The advocate further argued: “Had she been 20 to 20-plus, it would have been a different scenario.” Justice Dave replied: “Ask your mother or great-grandmother… 14-15 years is the maximum age… By 17 years, they would have already had their first child. And girls are more mature than boys… 4-5 months here or there to 18 years doesn’t matter. You haven’t read it, but do read Manusmriti.”
These remarks left many shocked. While courts have allowed termination of pregnancy of minor rape victims, they often face a long ordeal to get the “unwanted pregnancy” terminated. The victims, as per law, have to first approach doctors and hospitals and following their refusal are then constrained to move courts for relief. While the Medical Termination of Pregnancy Act (MTP Act) allows abortions until 20 weeks (24 weeks in certain cases as per the latest amendment), rape victims continue to file petitions seeking termination of their pregnancy as doctors refuse to allow abortion. This, even after the Ministry of Health and Family Welfare has passed guidelines and protocols for medico-legal care of victims of sexual violence. These mandate doctors to provide immediate treatment for them, including emergency contraception and abortion. The reality, however, is far different and rape survivors who become pregnant face many barriers in accessing abortion services and have to move to courts. There too, they may or may not get the desired relief. In cases where relief is not given, such survivors become bitter and face a bleak future ahead.

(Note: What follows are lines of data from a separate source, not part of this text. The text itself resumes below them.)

use std::collections::HashMap;
use std::sync::Arc;
use std::sync::Mutex as StdMutex;

use chrono::{Duration, NaiveDate, NaiveDateTime, NaiveTime, Utc};
use chrono_tz::Tz;
use tokio::sync::{Mutex as AsyncMutex, OwnedMutexGuard};
use tracing::{info, warn};
use uuid::Uuid;

use crate::domain::models::appointment::{
    Appointment, NewAppointmentParams, ServiceSnapshot, STATUS_COMPLETED,
};
use crate::domain::models::customer::{normalize_phone, Customer};
use crate::domain::models::professional::Professional;
use crate::domain::models::venue::Venue;
use crate::domain::ports::{
    AppointmentRepository, BlockRepository, Clock, CustomerRepository, NotificationService,
    ProfessionalRepository, ServiceRepository, VenueRepository,
};
use crate::domain::services::conflict::has_conflict;
use crate::domain::services::recurrence::{expand_dates, RecurrenceType};
use crate::domain::services::schedule::resolve_day;
use crate::error::AppError;

/// One async mutex per professional. Holding a professional's lock across
/// the validate-and-persist sequence is what makes concurrent bookings for
/// the same professional lose cleanly instead of double-booking.
/// The registry is per-process; multi-writer deployments would need a
/// storage-level exclusion constraint instead.
#[derive(Default)]
pub struct ProfessionalLocks {
    inner: StdMutex<HashMap<String, Arc<AsyncMutex<()>>>>,
}

impl ProfessionalLocks {
    pub async fn acquire(&self, professional_id: &str) -> OwnedMutexGuard<()> {
        let lock = {
            let mut map = self.inner.lock().expect("lock registry poisoned");
            map.entry(professional_id.to_string())
                .or_insert_with(|| Arc::new(AsyncMutex::new(())))
                .clone()
        };
        lock.lock_owned().await
    }
}

#[derive(Debug, Clone)]
pub struct RecurrenceRule {
    pub kind: RecurrenceType,
    pub count: Option<u32>,
    pub end_date: Option<NaiveDate>,
}

#[derive(Debug, Clone)]
pub struct CreateAppointmentParams {
    pub venue_id: String,
    pub professional_id: String,
    pub customer_name: String,
    pub customer_phone: String,
    pub date: NaiveDate,
    pub start: NaiveTime,
    pub service_ids: Vec<String>,
    pub recurrence: Option<RecurrenceRule>,
}

#[derive(Debug)]
pub enum BookingOutcome {
    Single(Appointment),
    Series(Vec<Appointment>),
}

pub struct BookingService {
    venue_repo: Arc<dyn VenueRepository>,
    professional_repo: Arc<dyn ProfessionalRepository>,
    service_repo: Arc<dyn ServiceRepository>,
    appointment_repo: Arc<dyn AppointmentRepository>,
    block_repo: Arc<dyn BlockRepository>,
    customer_repo: Arc<dyn CustomerRepository>,
    notifier: Arc<dyn NotificationService>,
    clock: Arc<dyn Clock>,
    locks: ProfessionalLocks,
}

impl BookingService {
    #[allow(clippy::too_many_arguments)]
    pub fn new(
        venue_repo: Arc<dyn VenueRepository>,
        professional_repo: Arc<dyn ProfessionalRepository>,
        service_repo: Arc<dyn ServiceRepository>,
        appointment_repo: Arc<dyn AppointmentRepository>,
        block_repo: Arc<dyn BlockRepository>,
        customer_repo: Arc<dyn CustomerRepository>,
        notifier: Arc<dyn NotificationService>,
        clock: Arc<dyn Clock>,
    ) -> Self {
        Self {
            venue_repo,
            professional_repo,
            service_repo,
            appointment_repo,
            block_repo,
            customer_repo,
            notifier,
            clock,
            locks: ProfessionalLocks::default(),
        }
    }

    pub async fn create(&self, params: CreateAppointmentParams) -> Result<BookingOutcome, AppError> {
        if params.customer_name.trim().is_empty() {
            return Err(AppError::Validation("Customer name is required".into()));
        }
        let clean_phone = normalize_phone(&params.customer_phone);
        if clean_phone.is_empty() {
            return Err(AppError::Validation("Customer phone is required".into()));
        }
        if params.service_ids.is_empty() {
            return Err(AppError::Validation("At least one service is required".into()));
        }

        let venue = self
            .venue_repo
            .find_by_id(&params.venue_id)
            .await?
            .ok_or(AppError::NotFound("Venue not found".into()))?;

        let professional = self
            .professional_repo
            .find_by_id(&params.venue_id, &params.professional_id)
            .await?
            .ok_or(AppError::NotFound("Professional not found".into()))?;

        let services = self
            .service_repo
            .find_by_ids(&params.venue_id, &params.service_ids)
            .await?;
        for id in &params.service_ids {
            if !services.iter().any(|s| &s.id == id) {
                return Err(AppError::Validation(format!("Service not found: {}", id)));
            }
        }

        let total_duration: i64 = services.iter().map(|s| s.duration_min as i64).sum();
        if total_duration <= 0 {
            return Err(AppError::Validation("Total service duration must be positive".into()));
        }
        let snapshots: Vec<ServiceSnapshot> = services.iter().map(ServiceSnapshot::from).collect();

        let start_time = params.date.and_time(params.start);
        let end_time = start_time + Duration::minutes(total_duration);

        let now_local = self.venue_local_now(&venue);
        if start_time < now_local {
            return Err(AppError::Validation("Cannot book in the past".into()));
        }

        // Everything from conflict validation to insert runs under the
        // professional's lock; a concurrent request for the same slot waits
        // here and then fails its own re-check.
        let _guard = self.locks.acquire(&params.professional_id).await;

        match &params.recurrence {
            None => {
                if self
                    .slot_conflicts(&venue, &professional, start_time, end_time)
                    .await?
                {
                    return Err(AppError::SlotUnavailable);
                }

                let customer = self
                    .upsert_customer(&params.venue_id, &params.customer_name, &clean_phone, &params.customer_phone)
                    .await?;

                let appointment = self
                    .persist_appointment(&params, &customer, snapshots, start_time, end_time, None, None)
                    .await?;

                info!(
                    appointment_id = %appointment.id,
                    professional_id = %appointment.professional_id,
                    "Appointment confirmed"
                );
                self.notify_confirmation(&appointment);

                Ok(BookingOutcome::Single(appointment))
            }
            Some(rule) => {
                let dates = expand_dates(params.date, rule.kind, rule.count, rule.end_date);

                // Validate every occurrence before writing anything: a single
                // conflict rejects the whole series.
                for occurrence in &dates {
                    let occ_start = occurrence.and_time(params.start);
                    let occ_end = occ_start + Duration::minutes(total_duration);
                    if self
                        .slot_conflicts(&venue, &professional, occ_start, occ_end)
                        .await?
                    {
                        return Err(AppError::RecurrenceConflict(*occurrence));
                    }
                }

                let customer = self
                    .upsert_customer(&params.venue_id, &params.customer_name, &clean_phone, &params.customer_phone)
                    .await?;

                let recurrence_id = Uuid::new_v4().to_string();
                let mut appointments = Vec::with_capacity(dates.len());

                for occurrence in &dates {
                    let occ_start = occurrence.and_time(params.start);
                    let occ_end = occ_start + Duration::minutes(total_duration);
                    let appointment = self
                        .persist_appointment(
                            &params,
                            &customer,
                            snapshots.clone(),
                            occ_start,
                            occ_end,
                            Some(recurrence_id.clone()),
                            Some(rule.kind.as_str().to_string()),
                        )
                        .await?;
                    appointments.push(appointment);
                }

                info!(
                    recurrence_id = %recurrence_id,
                    occurrences = appointments.len(),
                    "Recurring series confirmed"
                );
                if let Some(first) = appointments.first() {
                    self.notify_confirmation(first);
                }

                Ok(BookingOutcome::Series(appointments))
            }
        }
    }

    /// Cancels one occurrence, authorized by the customer's phone. With
    /// `cancel_future` on a recurring appointment, removes every occurrence
    /// of the series from this one forward.
    pub async fn cancel(
        &self,
        venue_id: &str,
        appointment_id: &str,
        requester_phone: &str,
        cancel_future: bool,
    ) -> Result<(), AppError> {
        let appointment = self
            .appointment_repo
            .find_by_id(venue_id, appointment_id)
            .await?
            .ok_or(AppError::NotFound("Appointment not found".into()))?;

        if normalize_phone(&appointment.customer_phone) != normalize_phone(requester_phone) {
            return Err(AppError::Forbidden("Phone does not match this appointment".into()));
        }

        if appointment.status == STATUS_COMPLETED {
            return Err(AppError::Validation(
                "Cannot cancel an appointment that already took place".into(),
            ));
        }

        match (&appointment.recurrence_id, cancel_future) {
            (Some(recurrence_id), true) => {
                let removed = self
                    .appointment_repo
                    .delete_series_from(venue_id, recurrence_id, appointment.start_time)
                    .await?;
                info!(
                    recurrence_id = %recurrence_id,
                    removed,
                    "Recurring series cancelled from occurrence onward"
                );
            }
            _ => {
                self.appointment_repo.delete(venue_id, appointment_id).await?;
                info!(appointment_id = %appointment_id, "Appointment cancelled");
            }
        }

        Ok(())
    }

    fn venue_local_now(&self, venue: &Venue) -> NaiveDateTime {
        let tz: Tz = venue.timezone.parse().unwrap_or(chrono_tz::UTC);
        self.clock.now_utc().with_timezone(&tz).naive_local()
    }

    async fn slot_conflicts(
        &self,
        venue: &Venue,
        professional: &Professional,
        start: NaiveDateTime,
        end: NaiveDateTime,
    ) -> Result<bool, AppError> {
        let day_start = start.date().and_hms_opt(0, 0, 0).expect("midnight exists");
        let day_end = day_start + Duration::days(1);

        let appointments = self
            .appointment_repo
            .list_for_professional(&venue.id, &professional.id, day_start, day_end)
            .await?;
        let blocks = self
            .block_repo
            .list_for_professional(&venue.id, &professional.id, day_start, day_end)
            .await?;

        let venue_hours = venue.week_schedule();
        let pro_hours = professional.week_schedule();
        let day = resolve_day(&venue_hours, pro_hours.as_ref(), start.date())?;

        Ok(has_conflict(day.as_ref(), start, end, &appointments, &blocks))
    }

    async fn upsert_customer(
        &self,
        venue_id: &str,
        name: &str,
        clean_phone: &str,
        raw_phone: &str,
    ) -> Result<Customer, AppError> {
        match self
            .customer_repo
            .find_by_phone(venue_id, clean_phone, raw_phone)
            .await?
        {
            Some(mut customer) => {
                if !name.is_empty() && customer.name != name {
                    customer.name = name.to_string();
                }
                customer.phone = clean_phone.to_string();
                customer.last_appointment = Some(Utc::now());
                self.customer_repo.update(&customer).await
            }
            None => {
                let customer =
                    Customer::new(venue_id.to_string(), name.to_string(), clean_phone.to_string());
                self.customer_repo.create(&customer).await
            }
        }
    }

    #[allow(clippy::too_many_arguments)]
    async fn persist_appointment(
        &self,
        params: &CreateAppointmentParams,
        customer: &Customer,
        services: Vec<ServiceSnapshot>,
        start_time: NaiveDateTime,
        end_time: NaiveDateTime,
        recurrence_id: Option<String>,
        recurrence_type: Option<String>,
    ) -> Result<Appointment, AppError> {
        let appointment = Appointment::new(NewAppointmentParams {
            venue_id: params.venue_id.clone(),
            professional_id: params.professional_id.clone(),
            customer_id: customer.id.clone(),
            services,
            start_time,
            end_time,
            customer_name: params.customer_name.clone(),
            customer_phone: params.customer_phone.clone(),
            recurrence_id,
            recurrence_type,
        });
        self.appointment_repo.create(&appointment).await
    }

    fn notify_confirmation(&self, appointment: &Appointment) {
        let notifier = self.notifier.clone();
        let appointment = appointment.clone();
        tokio::spawn(async move {
            if let Err(e) = notifier.send_confirmation(&appointment).await {
                warn!(appointment_id = %appointment.id, "Confirmation notification failed: {}", e);
            }
        });
    }
}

Records show that between 2016 and 2019, 40 petitions seeking termination of pregnancies under 20 weeks were filed in different courts after doctors refused to perform the abortion. Most of the petitions were filed by rape victims.
The Supreme Court has already said: “State must ensure reproduction and safe sex is disseminated to all segments of the public to avoid unwanted pregnancies. The impact of continuing unwanted pregnancy on a woman has to take into account the social realities.” In the light of this stricture from the top court, the remark of the Gujarat High Court judge is shocking.
Typically, in such cases, constitutional courts that possess broader authority and have the ability to allow the termination of pregnancy beyond the standard 24-week limit, may grant termination after advice from a medical board. The board assesses whether the foetus is experiencing any disabilities and determines whether it would be medically safe to abort.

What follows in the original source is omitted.